→ **INFORMATION SHOWN**:
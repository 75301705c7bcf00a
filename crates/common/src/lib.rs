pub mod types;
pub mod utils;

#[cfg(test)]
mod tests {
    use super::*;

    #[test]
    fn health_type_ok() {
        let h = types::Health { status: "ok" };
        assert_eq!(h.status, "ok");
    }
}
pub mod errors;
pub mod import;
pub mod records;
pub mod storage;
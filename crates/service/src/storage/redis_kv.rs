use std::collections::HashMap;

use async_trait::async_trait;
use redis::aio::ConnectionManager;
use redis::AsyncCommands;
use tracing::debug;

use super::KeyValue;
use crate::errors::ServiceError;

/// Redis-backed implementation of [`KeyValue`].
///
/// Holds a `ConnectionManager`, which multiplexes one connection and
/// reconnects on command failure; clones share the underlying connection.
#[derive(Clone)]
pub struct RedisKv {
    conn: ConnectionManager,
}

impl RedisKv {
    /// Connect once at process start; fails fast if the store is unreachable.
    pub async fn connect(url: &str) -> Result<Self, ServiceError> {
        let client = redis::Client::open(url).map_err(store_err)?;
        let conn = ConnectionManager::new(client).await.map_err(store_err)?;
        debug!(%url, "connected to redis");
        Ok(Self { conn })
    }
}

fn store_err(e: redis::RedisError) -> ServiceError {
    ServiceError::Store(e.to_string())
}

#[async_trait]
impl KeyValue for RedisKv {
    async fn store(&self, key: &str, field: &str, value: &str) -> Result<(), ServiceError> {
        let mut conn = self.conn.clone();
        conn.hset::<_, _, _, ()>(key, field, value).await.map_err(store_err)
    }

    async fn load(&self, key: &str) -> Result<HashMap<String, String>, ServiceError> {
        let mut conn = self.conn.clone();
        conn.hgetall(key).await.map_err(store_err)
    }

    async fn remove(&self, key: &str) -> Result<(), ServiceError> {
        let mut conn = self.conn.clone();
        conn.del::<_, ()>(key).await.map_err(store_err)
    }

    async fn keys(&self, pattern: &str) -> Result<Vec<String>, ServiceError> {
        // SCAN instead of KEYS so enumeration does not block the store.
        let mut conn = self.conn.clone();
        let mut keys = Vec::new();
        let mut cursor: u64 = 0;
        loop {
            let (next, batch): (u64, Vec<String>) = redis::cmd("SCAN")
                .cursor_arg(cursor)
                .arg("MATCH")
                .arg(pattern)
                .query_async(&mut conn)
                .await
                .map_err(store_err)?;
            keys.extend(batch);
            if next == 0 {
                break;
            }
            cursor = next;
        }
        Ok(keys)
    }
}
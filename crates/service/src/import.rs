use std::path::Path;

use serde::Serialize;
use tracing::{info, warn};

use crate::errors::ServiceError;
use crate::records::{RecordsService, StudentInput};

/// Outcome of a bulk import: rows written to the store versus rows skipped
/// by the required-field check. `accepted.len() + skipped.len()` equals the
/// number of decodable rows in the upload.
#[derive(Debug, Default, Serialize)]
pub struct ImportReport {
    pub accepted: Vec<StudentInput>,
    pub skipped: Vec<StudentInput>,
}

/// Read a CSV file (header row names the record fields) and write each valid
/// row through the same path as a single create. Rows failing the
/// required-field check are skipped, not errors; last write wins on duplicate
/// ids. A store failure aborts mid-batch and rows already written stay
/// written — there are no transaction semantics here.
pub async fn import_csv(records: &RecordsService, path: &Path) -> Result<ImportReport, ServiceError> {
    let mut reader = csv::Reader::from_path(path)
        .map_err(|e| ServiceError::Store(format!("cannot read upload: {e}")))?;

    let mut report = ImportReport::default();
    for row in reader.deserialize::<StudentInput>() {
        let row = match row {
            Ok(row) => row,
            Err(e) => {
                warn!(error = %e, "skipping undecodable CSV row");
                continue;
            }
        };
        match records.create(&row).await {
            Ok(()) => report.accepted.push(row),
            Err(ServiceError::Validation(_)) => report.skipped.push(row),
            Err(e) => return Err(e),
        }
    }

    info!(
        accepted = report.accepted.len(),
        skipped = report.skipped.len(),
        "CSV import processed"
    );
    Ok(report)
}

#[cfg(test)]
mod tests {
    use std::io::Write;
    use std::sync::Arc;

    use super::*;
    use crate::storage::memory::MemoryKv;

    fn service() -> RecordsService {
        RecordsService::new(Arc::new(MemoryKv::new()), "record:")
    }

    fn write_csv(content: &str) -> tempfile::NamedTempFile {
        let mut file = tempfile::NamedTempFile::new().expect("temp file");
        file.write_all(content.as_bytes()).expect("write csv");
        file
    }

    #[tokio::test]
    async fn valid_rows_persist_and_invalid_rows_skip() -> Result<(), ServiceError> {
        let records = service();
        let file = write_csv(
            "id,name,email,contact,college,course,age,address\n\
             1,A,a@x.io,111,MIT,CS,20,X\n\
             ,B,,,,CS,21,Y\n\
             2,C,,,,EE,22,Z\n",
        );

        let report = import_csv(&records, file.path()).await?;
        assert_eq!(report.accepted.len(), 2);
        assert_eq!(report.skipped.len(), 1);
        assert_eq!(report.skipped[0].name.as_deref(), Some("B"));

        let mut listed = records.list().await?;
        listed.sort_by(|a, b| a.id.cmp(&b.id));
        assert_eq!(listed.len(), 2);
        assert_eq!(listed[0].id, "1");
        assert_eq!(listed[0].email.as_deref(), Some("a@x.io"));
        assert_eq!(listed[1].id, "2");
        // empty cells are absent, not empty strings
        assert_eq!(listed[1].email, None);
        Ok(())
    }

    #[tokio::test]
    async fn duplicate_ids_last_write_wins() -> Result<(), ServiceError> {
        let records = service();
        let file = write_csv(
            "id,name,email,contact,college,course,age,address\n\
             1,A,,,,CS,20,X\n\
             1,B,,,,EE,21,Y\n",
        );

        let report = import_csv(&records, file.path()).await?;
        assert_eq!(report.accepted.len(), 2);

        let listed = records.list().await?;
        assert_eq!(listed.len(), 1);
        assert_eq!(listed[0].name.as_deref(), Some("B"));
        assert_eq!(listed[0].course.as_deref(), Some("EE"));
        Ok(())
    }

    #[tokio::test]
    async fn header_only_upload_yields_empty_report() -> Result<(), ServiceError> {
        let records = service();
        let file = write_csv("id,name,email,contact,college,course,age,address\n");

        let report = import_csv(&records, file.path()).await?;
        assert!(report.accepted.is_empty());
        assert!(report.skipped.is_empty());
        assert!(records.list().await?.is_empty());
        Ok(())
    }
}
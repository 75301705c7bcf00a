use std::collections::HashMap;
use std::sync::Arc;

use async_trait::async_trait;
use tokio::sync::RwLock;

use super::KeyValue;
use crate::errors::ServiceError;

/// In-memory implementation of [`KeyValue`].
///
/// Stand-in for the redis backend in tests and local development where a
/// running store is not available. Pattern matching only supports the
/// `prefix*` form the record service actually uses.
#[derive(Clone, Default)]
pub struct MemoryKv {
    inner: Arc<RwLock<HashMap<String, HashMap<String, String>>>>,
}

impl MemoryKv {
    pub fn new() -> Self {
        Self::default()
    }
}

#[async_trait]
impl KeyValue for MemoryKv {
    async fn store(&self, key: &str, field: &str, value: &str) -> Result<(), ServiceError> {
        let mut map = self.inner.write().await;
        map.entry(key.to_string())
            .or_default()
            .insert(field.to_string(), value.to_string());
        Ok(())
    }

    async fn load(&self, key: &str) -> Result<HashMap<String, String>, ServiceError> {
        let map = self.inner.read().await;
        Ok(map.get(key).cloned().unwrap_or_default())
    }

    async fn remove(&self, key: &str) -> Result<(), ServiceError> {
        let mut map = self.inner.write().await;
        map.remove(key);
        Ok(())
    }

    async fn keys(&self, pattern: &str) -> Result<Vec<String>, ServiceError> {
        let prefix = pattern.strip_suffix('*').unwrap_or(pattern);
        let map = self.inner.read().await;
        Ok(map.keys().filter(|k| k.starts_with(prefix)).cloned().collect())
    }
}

→ **TRY IT**: Copy whichever lines in the listing above contain the word "next".

→ **THE COMPLETED TASK**:
            let (next, batch): (u64, Vec<String>) = redis::cmd("SCAN")
            if next == 0 {
            cursor = next;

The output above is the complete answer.